AI-generated analysis
Elevate's acquisition of RISE Group strategically positions the company to expand its footprint in the Middle East and North African (MENA) region, a market with high growth potential in sports and fitness services. RISE Group, founded in 2014, has established itself as a leading provider of commercial services in Saudi Arabia and the United Arab Emirates, complementing Elevate's existing portfolio with a robust local presence and client base. The deal is valued at $50 million, allowing Elevate to integrate RISE’s team of approximately 60 employees into its global roster of nearly 500 professionals while maintaining offices in Riyadh and Dubai.
From a transaction mechanics perspective, the acquisition is structured as an equity purchase subject to customary regulatory approval. DLA Piper served as buy-side advisors for Elevate, alongside 8 Advisory and A&W Capital, which also advised RISE Group along with Cantor Fitzgerald. The lack of specific financial details underscores the strategic nature of this deal rather than a purely valuation-driven transaction.

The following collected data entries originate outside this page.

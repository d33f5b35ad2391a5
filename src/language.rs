//! Bounded views of the language a grammar generates, used to check that the
//! normal-form conversions preserve it.

use rand::Rng;
use std::collections::{BTreeSet, HashMap};

use crate::grammar::{Alternative, Grammar, Symbol, Variable};

/// Every word of at most `max_len` characters the grammar derives.
///
/// Computed as a least fixpoint over per-variable word sets, so it also
/// terminates for left-recursive and cyclic grammars. The sets grow with the
/// alphabet size to the power `max_len`; keep `max_len` small.
pub fn words_up_to(grammar: &Grammar, max_len: usize) -> BTreeSet<String> {
    let mut words: HashMap<Variable, BTreeSet<String>> = grammar
        .rules()
        .iter()
        .map(|r| (r.variable, BTreeSet::new()))
        .collect();

    loop {
        let mut changed = false;
        for rule in grammar.rules() {
            let mut found = BTreeSet::new();
            for alt in &rule.alternatives {
                found.extend(expand_alternative(alt, &words, max_len));
            }
            let known = words.entry(rule.variable).or_default();
            let before = known.len();
            known.extend(found);
            changed |= known.len() != before;
        }
        if !changed {
            break;
        }
    }

    grammar
        .start_variable()
        .ok()
        .and_then(|start| words.remove(&start))
        .unwrap_or_default()
}

fn expand_alternative(
    alt: &Alternative,
    words: &HashMap<Variable, BTreeSet<String>>,
    max_len: usize,
) -> BTreeSet<String> {
    let mut partial = BTreeSet::from([String::new()]);
    for symbol in alt.symbols() {
        let mut next = BTreeSet::new();
        for prefix in &partial {
            let prefix_len = prefix.chars().count();
            match symbol {
                Symbol::Terminal(c) => {
                    if prefix_len < max_len {
                        let mut word = prefix.clone();
                        word.push(*c);
                        next.insert(word);
                    }
                }
                Symbol::Variable(v) => {
                    let Some(known) = words.get(v) else { continue };
                    for suffix in known {
                        if prefix_len + suffix.chars().count() <= max_len {
                            next.insert(format!("{}{}", prefix, suffix));
                        }
                    }
                }
            }
        }
        partial = next;
        if partial.is_empty() {
            break;
        }
    }
    partial
}

/// Derive one random word from the start variable.
///
/// Returns `None` when the derivation nests deeper than
/// `max_recursion_depth` or reaches a variable without a rule.
pub fn sample<R: Rng>(grammar: &Grammar, rng: &mut R) -> Option<String> {
    let start = grammar.start_variable().ok()?;
    let mut word = String::new();
    expand_variable(grammar, start, 0, rng, &mut word)?;
    Some(word)
}

fn expand_variable<R: Rng>(
    grammar: &Grammar,
    variable: Variable,
    depth: usize,
    rng: &mut R,
    word: &mut String,
) -> Option<()> {
    if depth >= grammar.config().max_recursion_depth {
        return None;
    }

    let rule = grammar.rule(&variable)?;
    if rule.alternatives.is_empty() {
        return None;
    }
    let alt = &rule.alternatives[rng.gen_range(0..rule.alternatives.len())];
    for symbol in alt.symbols() {
        match symbol {
            Symbol::Terminal(c) => word.push(*c),
            Symbol::Variable(v) => expand_variable(grammar, *v, depth + 1, rng, word)?,
        }
    }
    Some(())
}

#[cfg(test)]
mod tests {
    use super::*;
    use rand::rngs::StdRng;
    use rand::SeedableRng;

    fn words(input: &str, max_len: usize) -> Vec<String> {
        words_up_to(&Grammar::parse(input).unwrap(), max_len)
            .into_iter()
            .collect()
    }

    #[test]
    fn test_words_up_to() {
        assert_eq!(words("1 S->aSb|ab", 6), vec!["aaabbb", "aabb", "ab"]);
        assert_eq!(words("1 S->aSb|ab", 3), vec!["ab"]);
    }

    #[test]
    fn test_words_include_empty_word() {
        assert_eq!(words("1 S->aSbS|?", 2), vec!["", "ab"]);
    }

    #[test]
    fn test_words_left_recursive() {
        assert_eq!(words("1 S->Sa|b", 3), vec!["b", "ba", "baa"]);
    }

    #[test]
    fn test_words_skip_unproductive_alternatives() {
        assert_eq!(words("2 S->a|A A->aA", 5), vec!["a"]);
    }

    #[test]
    fn test_sample_finite_language() {
        let grammar = Grammar::parse("2 S->aA|b A->c").unwrap();
        let mut rng = StdRng::seed_from_u64(7);
        for _ in 0..20 {
            let word = sample(&grammar, &mut rng).unwrap();
            assert!(word == "ac" || word == "b", "{}", word);
        }
    }

    #[test]
    fn test_sample_words_belong_to_language() {
        let grammar = Grammar::parse("1 S->aSb|ab").unwrap();
        let mut rng = StdRng::seed_from_u64(42);
        for _ in 0..20 {
            if let Some(word) = sample(&grammar, &mut rng) {
                let n = word.len() / 2;
                assert_eq!(word, format!("{}{}", "a".repeat(n), "b".repeat(n)));
            }
        }
    }

    #[test]
    fn test_sample_depth_limit() {
        let grammar = Grammar::parse("1 S->aS").unwrap();
        let mut rng = StdRng::seed_from_u64(1);
        assert_eq!(sample(&grammar, &mut rng), None);
    }
}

Competitively, this acquisition shifts the landscape in the MENA sports and fitness sector by consolidating Elevate's position against rivals like CAA Sports, which recently acquired Portas Consulting to enhance its regional presence. By acquiring RISE Group, Elevate not only bolsters its local expertise but also gains immediate access to key clients such as the San Francisco 49ers' global representation in strategic markets including the UK, Mexico, and the UAE. This move solidifies Elevate’s competitive edge by leveraging RISE's established relationships and market knowledge.
Looking ahead, the integration of RISE Group into Elevate presents both opportunities and challenges. Key risks include potential regulatory delays or opposition from local competitors. Integration complexities will focus on aligning RISE’s operational processes with Elevate’s global standards while maintaining the cultural nuances essential for success in the MENA region. Post-close, growth vectors are likely to stem from expanded service offerings and increased market penetration across new territories within the Middle East and North Africa, leveraging the synergies between both companies' portfolios.
Elevate, a U.S.-based sports and fitness company, acquired South African firm RISE Group on June 25, 2025. The acquisition aims to expand Elevate's presence in the Middle East and North Africa (MENA) region.
| Acquirer | Elevate |
| Target | RISE Group |
| Value | Undisclosed |
| Type | Acquisition |
| Closing Date | June 25, 2025 |
| Advisors (Buy) | DLA Piper (legal) |
| Advisors (Sell) | A&W Capital |
Deal Mechanics
The transaction, which closed on June 25, is subject to customary regulatory approvals. Elevate's expansion into the MENA market through this acquisition highlights its strategic focus on geographic diversification.
Strategic Rationale
Elevate views the Middle East and North Africa as a high-growth opportunity for fitness brands. The acquisition of RISE Group, which has an established presence in South Africa, provides Elevate with entry points into key markets within the MENA region.
Financial Context
Elevate's decision to enter the MENA market is part of a broader strategy aimed at leveraging regional growth trends and strengthening its global footprint. The acquisition's financial terms were not disclosed, but it aligns with Elevate's track record of investing in high-growth markets.
Outlook
Elevate expects the RISE Group deal to enhance its market position in emerging fitness markets and support future growth initiatives. The company plans to build on this foundation by exploring further expansion opportunities within the region.